The Code does not get specific about either voltage drop requirements or calculations for most purposes (with fire pumps a notable exception.)
The Code does not get specific about either voltage drop requirements or calculations for most purposes (with fire pumps a notable exception.)
ggunn
PE (Electrical), NABCEP certified
- Location
- Austin, TX, USA
- Occupation
- Consulting Electrical Engineer - Photovoltaic Systems
Hi
In PV systems, you must calculate the output current of the inverter *1.25, to select the correct wire. But when you are going to calculate voltage drops, Do we need to multiply the power of the inverter * 1.25 to do this calculation?

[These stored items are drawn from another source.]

//! Dialogue types shared by the fold provider, the models and the evaluation engine.

use serde::{Deserialize, Serialize};
use std::collections::{BTreeSet, HashMap};
use std::fmt;
use std::sync::Arc;

/// Stable dialogue identifier.
#[derive(Debug, Clone, PartialEq, Eq, Hash, PartialOrd, Ord, Serialize, Deserialize)]
pub struct DialogueId(pub String);

impl fmt::Display for DialogueId {
    fn fmt(&self, f: &mut fmt::Formatter<'_>) -> fmt::Result {
        self.0.fmt(f)
    }
}

impl From<&str> for DialogueId {
    fn from(value: &str) -> Self {
        Self(value.to_string())
    }
}

/// One utterance of a tutoring dialogue.
#[derive(Debug, Clone, PartialEq, Serialize, Deserialize)]
pub struct Turn {
    pub speaker: String,
    pub text: String,
    /// Correctness of the learner's answer, when the turn was annotated.
    #[serde(default)]
    pub correct: Option<bool>,
    /// Knowledge components exercised by this turn.
    #[serde(default)]
    pub kcs: Vec<String>,
}

impl Turn {
    /// A turn is scored when it carries both a correctness label and at least one KC.
    #[must_use]
    pub fn is_scored(&self) -> bool {
        self.correct.is_some() && !self.kcs.is_empty()
    }
}

/// A tutoring dialogue with KC tags already resolved to one tag source.
#[derive(Debug, Clone, PartialEq, Serialize, Deserialize)]
pub struct Dialogue {
    pub id: DialogueId,
    #[serde(default)]
    pub subject: Option<String>,
    pub turns: Vec<Turn>,
}

impl Dialogue {
    /// Number of (turn, KC) pairs with a correctness label.
    #[must_use]
    pub fn labelled_kc_count(&self) -> usize {
        self.turns.iter().filter(|t| t.is_scored()).map(|t| t.kcs.len()).sum()
    }
}

/// A prior turn as exposed to a model.
///
/// `evidence` is the correctness signal the scoring protocol reveals for the
/// turn: the ground-truth label (teacher-forced), the model's own earlier
/// prediction (autoregressive), or `None` for unlabelled turns.
#[derive(Debug, Clone, PartialEq, Serialize, Deserialize)]
pub struct ObservedTurn {
    pub speaker: String,
    pub text: String,
    pub kcs: Vec<String>,
    pub evidence: Option<f64>,
}

/// Everything a model may condition on when predicting turn `turn_index`.
#[derive(Debug, Clone, PartialEq, Serialize, Deserialize)]
pub struct TurnContext {
    pub dialogue_id: DialogueId,
    pub turn_index: usize,
    pub history: Vec<ObservedTurn>,
}

impl TurnContext {
    #[must_use]
    pub fn new(dialogue_id: DialogueId) -> Self {
        Self { dialogue_id, turn_index: 0, history: Vec::new() }
    }

    /// Evidence values observed so far for `kc`, oldest first.
    pub fn evidence_for<'a>(&'a self, kc: &'a str) -> impl Iterator<Item = f64> + 'a {
        self.history
            .iter()
            .filter(move |t| t.kcs.iter().any(|k| k == kc))
            .filter_map(|t| t.evidence)
    }
}

/// One supervised (context, KC, label) sample for gradient training.
#[derive(Debug, Clone)]
pub struct TrainingExample {
    /// Shared by every KC of the same turn.
    pub context: Arc<TurnContext>,
    pub kc: String,
    pub label: bool,
}

impl TrainingExample {
    #[must_use]
    pub fn target(&self) -> f64 {
        if self.label { 1.0 } else { 0.0 }
    }
}

/// Sorted, de-duplicated KC names with stable indices.
#[derive(Debug, Clone, Default, PartialEq, Eq, Serialize, Deserialize)]
pub struct KcVocab {
    names: Vec<String>,
    #[serde(skip)]
    index: HashMap<String, usize>,
}

impl KcVocab {
    pub fn new<I, S>(names: I) -> Self
    where
        I: IntoIterator<Item = S>,
        S: Into<String>,
    {
        let set: BTreeSet<String> = names.into_iter().map(Into::into).collect();
        let names: Vec<String> = set.into_iter().collect();
        let index = names.iter().enumerate().map(|(i, n)| (n.clone(), i)).collect();
        Self { names, index }
    }

    /// Vocabulary of every KC tagged anywhere in `dialogues`.
    #[must_use]
    pub fn from_dialogues(dialogues: &[Dialogue]) -> Self {
        Self::new(dialogues.iter().flat_map(|d| d.turns.iter()).flat_map(|t| t.kcs.iter().cloned()))
    }

    #[must_use]
    pub fn index_of(&self, kc: &str) -> Option<usize> {
        self.index.get(kc).copied()
    }

    #[must_use]
    pub fn len(&self) -> usize {
        self.names.len()
    }

    #[must_use]
    pub fn is_empty(&self) -> bool {
        self.names.is_empty()
    }

    pub fn iter(&self) -> impl Iterator<Item = &str> {
        self.names.iter().map(String::as_str)
    }

    /// Rebuilds the lookup table after deserialization.
    #[must_use]
    pub fn reindexed(self) -> Self {
        Self::new(self.names)
    }
}

#[cfg(test)]
mod tests {
    use super::*;

    fn turn(kcs: &[&str], correct: Option<bool>) -> Turn {
        Turn {
            speaker: "student".to_string(),
            text: "x".to_string(),
            correct,
            kcs: kcs.iter().map(|s| (*s).to_string()).collect(),
        }
    }

    #[test]
    fn test_vocab_is_sorted_and_deduplicated() {
        let vocab = KcVocab::new(["fractions", "algebra", "fractions"]);
        assert_eq!(vocab.len(), 2);
        assert_eq!(vocab.index_of("algebra"), Some(0));
        assert_eq!(vocab.index_of("fractions"), Some(1));
        assert_eq!(vocab.index_of("geometry"), None);
    }

    #[test]
    fn test_vocab_reindexed_after_deserialize() {
        let vocab = KcVocab::new(["b", "a"]);
        let json = serde_json::to_string(&vocab).unwrap();
        let back: KcVocab = serde_json::from_str(&json).unwrap();
        assert_eq!(back.index_of("a"), None);
        assert_eq!(back.reindexed().index_of("a"), Some(0));
    }

    #[test]
    fn test_labelled_kc_count_skips_unscored_turns() {
        let dialogue = Dialogue {
            id: "d1".into(),
            subject: None,
            turns: vec![turn(&["a", "b"], Some(true)), turn(&["a"], None), turn(&[], Some(false))],
        };
        assert_eq!(dialogue.labelled_kc_count(), 2);
    }

    #[test]
    fn test_evidence_for_filters_by_kc() {
        let mut ctx = TurnContext::new("d1".into());
        ctx.history.push(ObservedTurn {
            speaker: "student".to_string(),
            text: String::new(),
            kcs: vec!["a".to_string()],
            evidence: Some(1.0),
        });
        ctx.history.push(ObservedTurn {
            speaker: "student".to_string(),
            text: String::new(),
            kcs: vec!["b".to_string()],
            evidence: Some(0.0),
        });
        assert_eq!(ctx.evidence_for("a").collect::<Vec<_>>(), vec![1.0]);
        assert_eq!(ctx.evidence_for("c").count(), 0);
    }
}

No. To calculate Vd you use nominal current values, i.e., inverter rated output on the AC side and Vmp with no multiplier for excess insolation on the DC side.
Carultch
Senior Member
- Location
- Massachusetts
Hi
In PV systems, you must calculate the output current of the inverter *1.25, to select the correct wire. But when you are going to calculate voltage drops, Do we need to multiply the power of the inverter * 1.25 to do this calculation?
Voltage drop calculations are based off the current value directly on the datasheet for the AC side, and the nominal voltage. No 1.25 safety factor. The 1.25 safety factor is to account for the heat accumulation of continuous loads, when using a standard rated OCPD or other equipment that is not specifically rated as continuous duty, and is for ampacity requirements.
On the DC side, it is based off Vmp and Imp at standard test conditions.
On a power optimizer's system, it is based off nominal operating string voltage and the current that corresponds to the array's STC power at that voltage.
jaggedben
Senior Member
- Location
- Northern California
- Occupation
- Solar and Energy Storage Installer
...On a power optimizer's system, it is based off nominal operating string voltage and the current that corresponds to the array's STC power at that voltage.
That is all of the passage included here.